Most developers already know the basics about transaction usage and how the mechanics behave while locking a record for an update instruction. But once in a while we can face different situations.

Cannot edit a record in MyTable.
Cannot call NEXT, update(), or delete() on buffer where data is selected or inserted in another transaction scope.
Calls to NEXT, update(), or delete() must be performed on the buffer on the selection transaction level, or within the same transaction (TTS) scope.

This can actually happen in a fairly simple composition:

while select forUpdate myTable
{
    ttsBegin;
    myTable.MyField = 'something';
    myTable.update();
    ttsCommit;
}

We can come across such a code really often and it works very well under most circumstances. Specifically, it requires optimistic record locking to be active. In such cases, Dynamics AX just check whether a record is selected for update and that the update() method is called inside a transaction – that’s fulfilled and everything works.

But if the table uses pessimistic locking, the update fails with the run-time error we’ve shown.

That happens because pessimistic locking needs to place a lock on the selected record and it must happen in the same transaction, which is obviously not complied here.

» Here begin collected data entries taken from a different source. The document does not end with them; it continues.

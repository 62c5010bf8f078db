use defi_fund_manager::{
    advisor::Advisor,
    config::Settings,
    memory::DEFAULT_SESSION_ID,
    models::TurnRequest,
};
use tokio::io::{AsyncBufReadExt, AsyncWriteExt, BufReader};
use tracing::info;
use tracing_subscriber::EnvFilter;

const EXIT_COMMANDS: &[&str] = &["q", "exit", "quit", "退出"];

#[tokio::main]
async fn main() -> Result<(), Box<dyn std::error::Error>> {
    dotenv::dotenv().ok();

    // Logs go to stderr so answers stay readable
    tracing_subscriber::fmt()
        .with_env_filter(EnvFilter::try_from_default_env().unwrap_or_else(|_| EnvFilter::new("warn")))
        .with_writer(std::io::stderr)
        .init();

    let settings = Settings::from_env()?;
    let advisor = Advisor::from_settings(&settings).await?;
    info!("DeFi fund manager starting");

    println!("🤖 DeFi 智能理财顾问已启动 (输入 q / exit / quit / 退出 结束)");

    let mut lines = BufReader::new(tokio::io::stdin()).lines();
    let mut stdout = tokio::io::stdout();

    loop {
        stdout.write_all("\n👤 你: ".as_bytes()).await?;
        stdout.flush().await?;

        let Some(line) = lines.next_line().await? else {
            break;
        };
        let text = line.trim();
        if text.is_empty() {
            continue;
        }
        if EXIT_COMMANDS.contains(&text.to_lowercase().as_str()) {
            println!("👋 再见！");
            break;
        }

        let response = advisor
            .handle_turn(TurnRequest {
                session_id: Some(DEFAULT_SESSION_ID.to_string()),
                text: text.to_string(),
            })
            .await;

        println!("\n🤖 顾问: {}", response.answer);
        if response.transaction.is_some() {
            println!("\n📝 交易已生成，请在钱包中确认签名。");
        }
    }

    Ok(())
}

Optimistic locking is available since Dynamics AX version 4 and it’s the default method of record locking. However, It’s the default, but not the only one – pessimistic locking can be activated in following ways:

  1. For a single query (select pessimisticLock myTable or myTable.concurrencyModel();
  2. For a single table (property OccEnable = No);
  3. Globally for the whole AX (Administration > Setup > System > Concurrency model configuration (AX4, AX2009), or System administration > Setup > Database > Select concurrency mode (AX2012)).

In that moment the code mentioned above fails. In other words, the code works only in a specific configuration of Dynamics AX and ends with a run-time error otherwise.

The question is – is it necessary to write database queries to work also with another configuration of locking?

  • Statement no. 1: Configuration of locking is the standard part of Dynamics AX and we shouldn’t arbitrarily limit the existing functionality. Pessimistic locks can help to resolve excessive number of write conflicts in some parts of application etc.
  • Statement no. 2: A change of locking method in an existing application is utterly exceptional and it’s not worth to support it, because it can have unnecessary performance implications.

In my case, I could either select every record for an update individually:

while select forUpdate myTable
{
    ttsBegin;
    myTable.reread(); //reread record in the same buffer
    myTable.MyField = 'something';
    myTable.update();
    ttsCommit;
}

or to change the transaction logic to consider the whole cycle as one atomic operation:

ttsBegin;
while select forUpdate myTable
{
    myTable.MyField = 'something';
    myTable.update();
}
ttsCommit;

The first approach significantly increases the number of database queries, the second one requires the change of transaction logic and it potentially locks a large amount of records.

In my case, myTable.reread() was enough to solve the problem. However, it’s reasonable to always analyze the big picture and decide if OCCEnabled feature should be used or not, or what alternative might be used for the greatest result.

We should never ignore pessimistic locking. I hope that this example was useful in order to help demonstrate and get you the insight about all scenarios we can stumble.